We have the spectacle of Senator Lieberman claiming that Representative Anthony Wiener’s enthusiasm for expanding Medicaire played a key role in Lieberman’s decision to oppose Medicaire expansion. (http://thehill.com/blogs/blog-briefing-room/news/72403-weiner-dispels-notion-that-he-inspired-liebe
rmans-stance-against-medicare-buy-in-) Lieberman’s motives and logic are both suspect, but all of the noise and pressure seems to have only emboldened Lieberman.
We have witnessed another kind of spectacle as well where progressive backers of the public option have developed such a mono-mania about this single item that they are willing to destroy the extension of health insurance to tens of millions of Americans. If you kill health insurance reform because of the public option you will get neither, and based on nearly a century’s history of failure you won’t get either again any time. That is a lot to answer for.

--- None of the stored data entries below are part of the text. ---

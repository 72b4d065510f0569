//! Validation reports produced by the row and file validators.

use serde::{Deserialize, Serialize};

/// Outcome of checking one field of one row against the required-field
/// policy.
#[derive(Clone, Debug, PartialEq, Eq, Serialize, Deserialize)]
pub struct FieldCheck {
    /// Logical field name from the rule.
    pub field_name: String,
    /// Storage key the name resolved to; `None` when the schema has no
    /// matching column.
    pub storage_key: Option<String>,
    pub required: bool,
    pub empty: bool,
    pub valid: bool,
    pub message: Option<String>,
}

/// Outcome of checking one data row.
#[derive(Clone, Debug, PartialEq, Eq, Serialize, Deserialize)]
pub struct RowValidation {
    /// 1-based position among the file's data rows.
    pub row_ordinal: u32,
    /// 1-based row as the spreadsheet displays it.
    pub sheet_row: u32,
    pub valid: bool,
    pub checks: Vec<FieldCheck>,
    /// Joined messages of the violated rules, when any.
    pub summary: Option<String>,
}

impl RowValidation {
    /// Fold per-field checks into a row verdict.
    pub fn from_checks(row_ordinal: u32, sheet_row: u32, checks: Vec<FieldCheck>) -> Self {
        let violations: Vec<&str> = checks
            .iter()
            .filter(|c| !c.valid)
            .filter_map(|c| c.message.as_deref())
            .collect();
        let valid = violations.is_empty();
        let summary = if valid {
            None
        } else {
            Some(violations.join("; "))
        };
        Self {
            row_ordinal,
            sheet_row,
            valid,
            checks,
            summary,
        }
    }
}

/// Aggregate pre-flight result for a whole file.
///
/// `can_proceed` is a hard gate: one invalid row blocks the file. The
/// ingestion-level skip-invalid-rows policy is deliberately *not* mirrored
/// here; the file gate stays strict.
#[derive(Clone, Debug, PartialEq, Eq, Serialize, Deserialize, Default)]
pub struct FileValidationReport {
    pub total_rows: u32,
    pub valid_rows: u32,
    pub invalid_rows: u32,
    pub rows: Vec<RowValidation>,
    /// Required fields whose name resolves to no schema column.
    pub missing_columns: Vec<String>,
    pub can_proceed: bool,
}

impl FileValidationReport {
    pub fn new(missing_columns: Vec<String>) -> Self {
        Self {
            can_proceed: true,
            missing_columns,
            ..Self::default()
        }
    }

    /// Fold one row's outcome into the aggregate.
    pub fn record(&mut self, row: RowValidation) {
        self.total_rows += 1;
        if row.valid {
            self.valid_rows += 1;
        } else {
            self.invalid_rows += 1;
            self.can_proceed = false;
        }
        self.rows.push(row);
    }

    /// Violations only, for compact error reporting.
    pub fn invalid(&self) -> impl Iterator<Item = &RowValidation> {
        self.rows.iter().filter(|r| !r.valid)
    }
}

If you really want the public option, stop posting essentially the same diaries with the same arguments and reflexively jamming them onto the recommended list. Stop with the phone calls that seem to have no effect whatsoever on any of the Senators who votes matter. Take a break: garden, read a book, go to the movies, play a board game, run, ski, go for a bike ride, go to a museum, listen to some music, play with your cat or dog, or frankly do anything else that does not involve talking about the public option. If you really want to support the public option stop talking about it for now.
In answer to one inevitable response, you may find after a pause of six months that you can come up with an effective strategy to build support for a public option to add on to the new health insurance exchanges.